Putin sichert China verlässliche Energieversorgung zu
MOSKAU: Russlands Präsident Wladimir Putin hat Chinas Staats- und Parteichef Xi Jinping dauerhaft eine zuverlässige Versorgung mit Öl und Gas zugesichert. Russland sei in der Lage, die wachsende Nachfrage der chinesischen Wirtschaft nach Energie zu befriedigen, sagte Putin am Dienstag im Kreml bei Verhandlungen mit Xi und der chinesischen Delegation. Bis 2030 solle die Gaslieferung auf fast 100 Milliarden Kubikmeter pro Jahr steigen. Zudem würden 100 Millionen Tonnen Flüssiggas geliefert, aber auch Kohle und andere Energieträger.

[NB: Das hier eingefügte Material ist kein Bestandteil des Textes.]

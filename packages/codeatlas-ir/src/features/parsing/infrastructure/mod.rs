//! Parsing infrastructure (tree-sitter)

mod parser;

pub use parser::{Language, ResilientParser, MAX_AST_DEPTH, MAX_FILE_SIZE};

Die Rohstoffgroßmacht Russland orientiert sich nach dem Wegbruch des europäischen Energiemarktes im Zuge ihres Krieges gegen die Ukraine zunehmend nach Asien. China erhält die Energie mit Preisabschlägen. Nach Darstellung Putins hat das Handelsvolumen zwischen China und Russland im vergangenen Jahr einen Rekord erreicht mit fast 190 Milliarden US-Dollar (rund 176 Milliarden Euro). In diesem Jahr soll der Wert auf mehr als 200 Milliarden US-Dollar steigen.

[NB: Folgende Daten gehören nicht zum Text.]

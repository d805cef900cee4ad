//! CodeAtlas CLI
//!
//! Exit codes: 0 success, 1 generic failure, 2 invalid query/args,
//! 3 resource exceeded, 4 partial result (timeout/truncation).

use std::path::PathBuf;
use std::process::ExitCode;
use std::sync::Arc;

use clap::{Parser, Subcommand};
use tracing::error;
use walkdir::WalkDir;

use codeatlas_index::{
    Engine, EnvConfig, HashingEmbedder, IntentKind, MultiIndexStore, VectorIndexConfig,
};
use codeatlas_ir::{ErrorKind, Language, SourceFile};

const EXIT_GENERIC: u8 = 1;
const EXIT_INVALID: u8 = 2;
const EXIT_RESOURCE: u8 = 3;
const EXIT_PARTIAL: u8 = 4;

#[derive(Parser)]
#[command(name = "codeatlas", about = "Code intelligence engine", version)]
struct Cli {
    #[command(subcommand)]
    command: Command,
}

#[derive(Subcommand)]
enum Command {
    /// Index a repository
    Index {
        repo_path: PathBuf,
        /// Full rebuild (default)
        #[arg(long, conflicts_with = "incremental")]
        full: bool,
        /// Incremental refresh
        #[arg(long)]
        incremental: bool,
        /// Parallel workers (0 = auto)
        #[arg(long, default_value_t = 0)]
        workers: usize,
    },
    /// Hybrid search over an indexed repository
    Search {
        repo_id: String,
        query: String,
        #[arg(long)]
        intent: Option<String>,
        #[arg(long = "top-k", default_value_t = 10)]
        top_k: usize,
        #[arg(long = "include-inactive")]
        include_inactive: bool,
    },
    /// Trace paths between symbols
    Trace {
        repo_id: String,
        #[arg(long)]
        from: String,
        #[arg(long)]
        to: Option<String>,
        /// Taint label filter (runs a taint trace)
        #[arg(long)]
        taint: Option<String>,
        #[arg(long, default_value_t = 50)]
        depth: usize,
        #[arg(long, default_value_t = 30_000)]
        timeout: u64,
    },
    /// Change impact analysis
    Impact {
        repo_id: String,
        /// Comma-separated changed files
        #[arg(long, value_delimiter = ',')]
        files: Vec<String>,
    },
}

fn main() -> ExitCode {
    tracing_subscriber::fmt()
        .with_env_filter(
            tracing_subscriber::EnvFilter::try_from_default_env()
                .unwrap_or_else(|_| tracing_subscriber::EnvFilter::new("warn")),
        )
        .init();

    let cli = Cli::parse();
    let config = EnvConfig::from_env();

    let runtime = match tokio::runtime::Runtime::new() {
        Ok(rt) => rt,
        Err(e) => {
            error!(error = %e, "runtime_init_failed");
            return ExitCode::from(EXIT_GENERIC);
        }
    };

    runtime.block_on(run(cli, config))
}

async fn run(cli: Cli, config: EnvConfig) -> ExitCode {
    let store = MultiIndexStore::new(
        Arc::new(HashingEmbedder::default()),
        VectorIndexConfig {
            upsert_batch_size: config.embed_batch_size,
            upsert_concurrency: config.embed_concurrency,
            ..Default::default()
        },
    );
    let engine = Engine::new(store);

    match cli.command {
        Command::Index {
            repo_path,
            workers,
            ..
        } => {
            if workers > 0 {
                if let Err(e) = rayon::ThreadPoolBuilder::new()
                    .num_threads(workers)
                    .build_global()
                {
                    error!(error = %e, "thread_pool_config_failed");
                }
            }
            let repo_id = repo_path
                .file_name()
                .map(|n| n.to_string_lossy().to_string())
                .unwrap_or_else(|| "repo".to_string());

            let files = match collect_sources(&repo_path) {
                Ok(files) => files,
                Err(e) => {
                    eprintln!("error: {}", e);
                    return ExitCode::from(EXIT_INVALID);
                }
            };

            match engine.index_repository(&repo_id, "working", &files).await {
                Ok(summary) => {
                    println!(
                        "indexed {} files, {} chunks, {} functions ({} failed)",
                        summary.files, summary.chunks, summary.functions, summary.failed_files
                    );
                    ExitCode::SUCCESS
                }
                Err(e) => exit_for(e),
            }
        }

        Command::Search {
            repo_id,
            query,
            intent,
            top_k,
            include_inactive,
        } => {
            let intent = match intent.as_deref() {
                None => None,
                Some(raw) => match IntentKind::parse(raw) {
                    Some(kind) => Some(kind),
                    None => {
                        eprintln!("error: unknown intent '{}'", raw);
                        return ExitCode::from(EXIT_INVALID);
                    }
                },
            };

            match engine
                .search(&repo_id, &query, top_k, intent, include_inactive)
                .await
            {
                Ok(result) => {
                    println!("intent: {}", result.intent.as_str());
                    for (rank, hit) in result.hits.iter().enumerate() {
                        println!(
                            "{:>3}. {:<50} {:.4} [{} strategies]",
                            rank + 1,
                            hit.hit.chunk_id,
                            hit.final_score,
                            hit.strategy_count
                        );
                    }
                    ExitCode::SUCCESS
                }
                Err(e) => exit_for(e),
            }
        }

        Command::Trace {
            repo_id,
            from,
            to,
            taint,
            depth,
            timeout,
        } => match taint {
            Some(label) => {
                let Some(to) = to else {
                    eprintln!("error: --taint requires --to");
                    return ExitCode::from(EXIT_INVALID);
                };
                match engine
                    .trace_taint(&repo_id, &from, &to, &label, depth, timeout)
                    .await
                {
                    Ok(result) => {
                        for path in &result.paths {
                            println!("{}", path.node_ids.join(" -> "));
                        }
                        println!("{} taint path(s)", result.paths.len());
                        if result.truncated {
                            eprintln!("warning: truncated by deadline");
                            return ExitCode::from(EXIT_PARTIAL);
                        }
                        ExitCode::SUCCESS
                    }
                    Err(e) => exit_for(e),
                }
            }
            None => match engine.trace(&repo_id, &from, to.as_deref(), depth, timeout).await {
                Ok(outcome) => {
                    for path in &outcome.paths {
                        println!("{}", path.node_ids.join(" -> "));
                    }
                    println!("{} path(s)", outcome.paths.len());
                    if outcome.truncated {
                        eprintln!("warning: truncated by deadline");
                        return ExitCode::from(EXIT_PARTIAL);
                    }
                    ExitCode::SUCCESS
                }
                Err(e) => exit_for(e),
            },
        },

        Command::Impact { repo_id, files } => {
            if files.is_empty() {
                eprintln!("error: --files requires at least one file");
                return ExitCode::from(EXIT_INVALID);
            }
            match engine.impact(&repo_id, &files).await {
                Ok(report) => {
                    println!("directly affected:     {:?}", report.directly_affected);
                    println!("transitively affected: {:?}", report.transitively_affected);
                    println!("max depth:             {}", report.max_depth);
                    println!("risk score:            {:.3}", report.risk_score);
                    ExitCode::SUCCESS
                }
                Err(e) => exit_for(e),
            }
        }
    }
}

fn collect_sources(root: &PathBuf) -> codeatlas_ir::Result<Vec<SourceFile>> {
    if !root.is_dir() {
        return Err(codeatlas_ir::AtlasError::config(format!(
            "not a directory: {}",
            root.display()
        )));
    }
    let mut files = Vec::new();
    for entry in WalkDir::new(root).into_iter().filter_map(|e| e.ok()) {
        let path = entry.path();
        if !path.is_file() {
            continue;
        }
        let rel = path
            .strip_prefix(root)
            .unwrap_or(path)
            .to_string_lossy()
            .replace('\\', "/");
        if Language::from_path(&rel).is_none() {
            continue;
        }
        let content = std::fs::read_to_string(path)?;
        files.push(SourceFile { path: rel, content });
    }
    Ok(files)
}

fn exit_for(error: codeatlas_ir::AtlasError) -> ExitCode {
    eprintln!("error: {}", error);
    match error.kind {
        ErrorKind::ResourceExceeded => ExitCode::from(EXIT_RESOURCE),
        ErrorKind::Timeout => ExitCode::from(EXIT_PARTIAL),
        ErrorKind::Config => ExitCode::from(EXIT_INVALID),
        _ => ExitCode::from(EXIT_GENERIC),
    }
}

Trotz des Drucks westlicher Sanktionen gegen Russland nehme der Handel zu, betonte Putin. Er informierte auch darüber, dass praktisch alle Voraussetzungen vorlägen für eine neue Gaspipeline über die Mongolei nach China. Durch sie sollen künftig 50 Milliarden Kubikmeter Gas fließen. Der Kremlchef sagte außerdem, dass Russland bereit sei zur Lieferung von Agrarprodukten an China. Beide Staaten hätten langfristige Perspektiven und könnten etwa zu führenden Staaten in der Informationstechnologie und bei der Entwicklung der Künstlichen Intelligenz werden.
Ausgeweitet werden sollen laut Putin auch Zahlungen für Waren in der chinesischen Währung Yuan und in Rubel. Dazu seien auch die Staaten Afrikas, Asiens und Lateinamerikas zunehmend bereit. Russland verfolgt diese Strategie, um den US-Dollar als Währung zu schwächen.

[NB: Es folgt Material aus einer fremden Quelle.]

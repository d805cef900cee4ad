//! Engine façade
//!
//! The combined surface CLIs and agents consume: snapshot indexing into
//! the multi-index store, hybrid retrieval, path/taint tracing over the
//! unified graph, and change impact analysis.

use std::collections::HashMap;
use std::sync::atomic::AtomicBool;
use std::sync::Arc;

use async_trait::async_trait;
use tokio::sync::RwLock;
use tracing::info;

use codeatlas_ir::features::query_engine::infrastructure::unified_graph::UnifiedGraph;
use codeatlas_ir::{
    AtlasError, EdgeKind, EdgeKindSet, ImpactAnalyzer, ImpactReport, NodeSelector, QueryEdgeKind,
    QueryEvaluator, QueryOutcome, Result, SnapshotBuild, SnapshotBuilder, SourceFile, TaintConfig,
    TaintTracer,
};

use crate::domain::document::IndexDocument;
use crate::domain::ports::{GraphPort, IndexingPort};
use crate::infrastructure::store::MultiIndexStore;
use crate::retriever::hybrid::{HybridRetriever, RetrievalResult};
use crate::retriever::intent::IntentKind;

struct RepoState {
    snapshot_id: String,
    build: SnapshotBuild,
    graph: UnifiedGraph,
}

/// Combined engine façade over builder, store, and retriever.
pub struct Engine {
    store: Arc<MultiIndexStore>,
    repos: RwLock<HashMap<String, RepoState>>,
}

#[derive(Debug, Clone)]
pub struct IndexSummary {
    pub files: usize,
    pub chunks: usize,
    pub functions: usize,
    pub failed_files: usize,
}

impl Engine {
    pub fn new(store: Arc<MultiIndexStore>) -> Arc<Self> {
        Arc::new(Self {
            store,
            repos: RwLock::new(HashMap::new()),
        })
    }

    pub fn store(&self) -> Arc<MultiIndexStore> {
        self.store.clone()
    }

    /// Build a snapshot from sources and commit it to every index.
    pub async fn index_repository(
        &self,
        repo_id: &str,
        snapshot_id: &str,
        files: &[SourceFile],
    ) -> Result<IndexSummary> {
        let builder = SnapshotBuilder::new(repo_id, snapshot_id);
        let build = builder.build(files, &AtomicBool::new(false))?;

        // Chunks: one per symbol plus one per file
        let sources: HashMap<&str, &str> = files
            .iter()
            .map(|f| (f.path.as_str(), f.content.as_str()))
            .collect();
        let importance = build.dependency_graph.compute_pagerank(None);
        let docs = make_chunks(repo_id, snapshot_id, &build, &sources, &importance);

        self.store.index(repo_id, snapshot_id, &docs).await?;

        // Graph index edges: calls + imports
        let mut edges: Vec<(String, String)> = Vec::new();
        for doc in &build.documents {
            for edge in doc.edges_of_kind(EdgeKind::Calls) {
                let (Some(from), Some(to)) =
                    (doc.get_node(&edge.source_id), doc.get_node(&edge.target_id))
                else {
                    continue;
                };
                edges.push((from.fqn.clone(), to.fqn.clone()));
            }
        }
        for edge in build.dependency_graph.raw_edges() {
            edges.push((edge.source_module.clone(), edge.target_module.clone()));
        }
        self.store.add_graph_edges(repo_id, snapshot_id, &edges);

        let graph = UnifiedGraph::build(
            &build.documents,
            &build.dfgs,
            &build.cfgs,
            &build.inter_proc,
        );

        let summary = IndexSummary {
            files: build.documents.len(),
            chunks: docs.len(),
            functions: build.cfgs.len(),
            failed_files: build.failures.len(),
        };

        let mut repos = self.repos.write().await;
        repos.insert(
            repo_id.to_string(),
            RepoState {
                snapshot_id: snapshot_id.to_string(),
                build,
                graph,
            },
        );

        info!(
            repo_id,
            snapshot_id,
            files = summary.files,
            chunks = summary.chunks,
            "repository_indexed"
        );
        Ok(summary)
    }

    /// Hybrid search over an indexed repository.
    pub async fn search(
        &self,
        repo_id: &str,
        query: &str,
        top_k: usize,
        intent: Option<IntentKind>,
        include_inactive: bool,
    ) -> Result<RetrievalResult> {
        let snapshot_id = self.snapshot_of(repo_id).await?;
        let call_graph = self.call_graph(repo_id).await;
        let retriever =
            HybridRetriever::new(self.store.clone()).with_call_graph(call_graph);
        retriever
            .retrieve(repo_id, &snapshot_id, query, top_k, intent, include_inactive)
            .await
    }

    /// Forward path trace between two symbols.
    pub async fn trace(
        &self,
        repo_id: &str,
        from_fqn: &str,
        to_fqn: Option<&str>,
        max_depth: usize,
        timeout_ms: u64,
    ) -> Result<QueryOutcome> {
        let repos = self.repos.read().await;
        let state = repos
            .get(repo_id)
            .ok_or_else(|| AtlasError::config(format!("repository not indexed: {}", repo_id)))?;

        let sink = match to_fqn {
            Some(fqn) => NodeSelector::Function(fqn.to_string()),
            None => NodeSelector::Any,
        };
        let query = (NodeSelector::Function(from_fqn.to_string()) >> sink)
            .via(QueryEdgeKind::Calls | QueryEdgeKind::InterProc | QueryEdgeKind::Contains)
            .depth(max_depth)
            .timeout(timeout_ms);

        Ok(QueryEvaluator::new(&state.graph).evaluate(&query))
    }

    /// Taint trace between two symbols' variables, filtered by label.
    pub async fn trace_taint(
        &self,
        repo_id: &str,
        source_var: &str,
        sink_var: &str,
        label: &str,
        max_depth: usize,
        timeout_ms: u64,
    ) -> Result<codeatlas_ir::features::query_engine::infrastructure::taint::TaintTraceResult>
    {
        let mut repos = self.repos.write().await;
        let state = repos
            .get_mut(repo_id)
            .ok_or_else(|| AtlasError::config(format!("repository not indexed: {}", repo_id)))?;

        state.graph.tag_source(source_var, label);
        state.graph.tag_sink(sink_var, label);

        let config = TaintConfig {
            label: Some(label.to_string()),
            via: EdgeKindSet::data_flow(),
            max_depth,
            max_paths: 100,
            timeout_ms,
        };
        Ok(TaintTracer::new(&state.graph).trace(&config))
    }

    /// Change impact for a set of files.
    pub async fn impact(&self, repo_id: &str, files: &[String]) -> Result<ImpactReport> {
        let repos = self.repos.read().await;
        let state = repos
            .get(repo_id)
            .ok_or_else(|| AtlasError::config(format!("repository not indexed: {}", repo_id)))?;

        // Accept file paths or module paths
        let modules: Vec<String> = files
            .iter()
            .map(|f| codeatlas_ir::features::structural_ir::module_fqn_from_path(f))
            .collect();
        Ok(ImpactAnalyzer::new(&state.build.dependency_graph).analyze(&modules, None))
    }

    async fn snapshot_of(&self, repo_id: &str) -> Result<String> {
        let repos = self.repos.read().await;
        repos
            .get(repo_id)
            .map(|s| s.snapshot_id.clone())
            .ok_or_else(|| AtlasError::config(format!("repository not indexed: {}", repo_id)))
    }

    async fn call_graph(&self, repo_id: &str) -> HashMap<String, Vec<String>> {
        let repos = self.repos.read().await;
        let Some(state) = repos.get(repo_id) else {
            return HashMap::new();
        };
        let mut out: HashMap<String, Vec<String>> = HashMap::new();
        for doc in &state.build.documents {
            for edge in doc.edges_of_kind(EdgeKind::Calls) {
                let (Some(from), Some(to)) =
                    (doc.get_node(&edge.source_id), doc.get_node(&edge.target_id))
                else {
                    continue;
                };
                out.entry(from.fqn.clone()).or_default().push(to.fqn.clone());
            }
        }
        out
    }
}

#[async_trait]
impl GraphPort for Engine {
    async fn get_callers(&self, fqn: &str) -> Result<Vec<String>> {
        let repos = self.repos.read().await;
        let mut out = Vec::new();
        for state in repos.values() {
            for doc in &state.build.documents {
                for edge in doc.edges_of_kind(EdgeKind::Calls) {
                    let (Some(from), Some(to)) =
                        (doc.get_node(&edge.source_id), doc.get_node(&edge.target_id))
                    else {
                        continue;
                    };
                    if to.fqn == fqn {
                        out.push(from.fqn.clone());
                    }
                }
            }
        }
        Ok(out)
    }

    async fn get_callees(&self, fqn: &str) -> Result<Vec<String>> {
        let repos = self.repos.read().await;
        let mut out = Vec::new();
        for state in repos.values() {
            for doc in &state.build.documents {
                for edge in doc.edges_of_kind(EdgeKind::Calls) {
                    let (Some(from), Some(to)) =
                        (doc.get_node(&edge.source_id), doc.get_node(&edge.target_id))
                    else {
                        continue;
                    };
                    if from.fqn == fqn {
                        out.push(to.fqn.clone());
                    }
                }
            }
        }
        Ok(out)
    }

    async fn get_dependencies(&self, module: &str) -> Result<Vec<String>> {
        let repos = self.repos.read().await;
        for state in repos.values() {
            let deps = state.build.dependency_graph.get_dependencies(module);
            if !deps.is_empty() {
                return Ok(deps);
            }
        }
        Ok(Vec::new())
    }

    async fn get_dependents(&self, module: &str) -> Result<Vec<String>> {
        let repos = self.repos.read().await;
        for state in repos.values() {
            let deps = state.build.dependency_graph.get_dependents(module);
            if !deps.is_empty() {
                return Ok(deps);
            }
        }
        Ok(Vec::new())
    }
}

/// Produce index documents from a snapshot build: one chunk per symbol
/// plus one per file.
fn make_chunks(
    repo_id: &str,
    snapshot_id: &str,
    build: &SnapshotBuild,
    sources: &HashMap<&str, &str>,
    importance: &HashMap<String, f64>,
) -> Vec<IndexDocument> {
    use codeatlas_ir::NodeKind;

    let mut docs = Vec::new();
    for doc in &build.documents {
        let Some(source) = sources.get(doc.file_path.as_str()) else {
            continue;
        };
        let module = codeatlas_ir::features::structural_ir::module_fqn_from_path(&doc.file_path);
        let file_importance = importance.get(&module).copied().unwrap_or(0.0);

        for node in &doc.nodes {
            let (kind, content) = match node.kind {
                NodeKind::File => ("file_segment", source.to_string()),
                NodeKind::Class => ("class", slice_span(source, node.span)),
                NodeKind::Function => ("function", slice_span(source, node.span)),
                NodeKind::Method => ("method", slice_span(source, node.span)),
                _ => continue,
            };
            docs.push(
                IndexDocument::new(
                    format!("{}:{}", doc.file_path, node.fqn),
                    repo_id,
                    snapshot_id,
                    &doc.file_path,
                    content,
                )
                .with_symbol(&node.fqn, kind)
                .with_language(&doc.language)
                .with_importance(file_importance),
            );
        }
    }
    docs
}

fn slice_span(source: &str, span: codeatlas_ir::Span) -> String {
    let start = span.start_line.saturating_sub(1) as usize;
    let end = span.end_line as usize;
    source
        .lines()
        .skip(start)
        .take(end.saturating_sub(start))
        .collect::<Vec<_>>()
        .join("\n")
}

#[cfg(test)]
mod tests {
    use super::*;
    use crate::infrastructure::embedding::HashingEmbedder;
    use crate::infrastructure::vector::VectorIndexConfig;

    fn file(path: &str, content: &str) -> SourceFile {
        SourceFile {
            path: path.to_string(),
            content: content.to_string(),
        }
    }

    async fn engine_with_repo() -> Arc<Engine> {
        let store = MultiIndexStore::new(
            Arc::new(HashingEmbedder::new(64)),
            VectorIndexConfig::default(),
        );
        let engine = Engine::new(store);
        engine
            .index_repository(
                "repo",
                "main",
                &[
                    file(
                        "app/models.py",
                        "class User:\n    def __init__(self):\n        self.name = \"\"\n",
                    ),
                    file(
                        "app/service.py",
                        "import app.models\n\ndef get_user(user_id):\n    return user_id\n",
                    ),
                ],
            )
            .await
            .unwrap();
        engine
    }

    #[tokio::test]
    async fn test_index_and_search() {
        let engine = engine_with_repo().await;
        let result = engine
            .search("repo", "User class definition", 5, None, false)
            .await
            .unwrap();
        assert!(!result.hits.is_empty());
    }

    #[tokio::test]
    async fn test_graph_port_dependencies() {
        let engine = engine_with_repo().await;
        let deps = engine.get_dependencies("app.service").await.unwrap();
        assert_eq!(deps, vec!["app.models".to_string()]);
        let dependents = engine.get_dependents("app.models").await.unwrap();
        assert_eq!(dependents, vec!["app.service".to_string()]);
    }

    #[tokio::test]
    async fn test_impact_on_unindexed_repo_fails() {
        let store = MultiIndexStore::new(
            Arc::new(HashingEmbedder::new(64)),
            VectorIndexConfig::default(),
        );
        let engine = Engine::new(store);
        assert!(engine.impact("ghost", &["a.py".to_string()]).await.is_err());
    }

    #[tokio::test]
    async fn test_impact_reports_dependents() {
        let engine = engine_with_repo().await;
        let report = engine
            .impact("repo", &["app/models.py".to_string()])
            .await
            .unwrap();
        assert_eq!(report.directly_affected, vec!["app.service".to_string()]);
    }
}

Xi sagte in einer kurzen Stellungnahme laut russischer Übersetzung, dass die Beziehungen zwischen Peking und Moskau sich «gesund und dynamisch» entwickelten. Am Ende der Verhandlungen sollten noch am Dienstag Abkommen beider Länder über einen Ausbau der strategischen Partnerschaft unterzeichnet werden. Am Abend ist noch ein Festbankett geplant, bevor der Staatsbesuch an diesem Mittwoch endet.
China gilt als enger Verbündeter Russlands. Zugleich hielt sich Peking bislang weitgehend an die internationalen Sanktionen gegen Moskau, um nicht selbst zum Ziel von Strafmaßnahmen zu werden.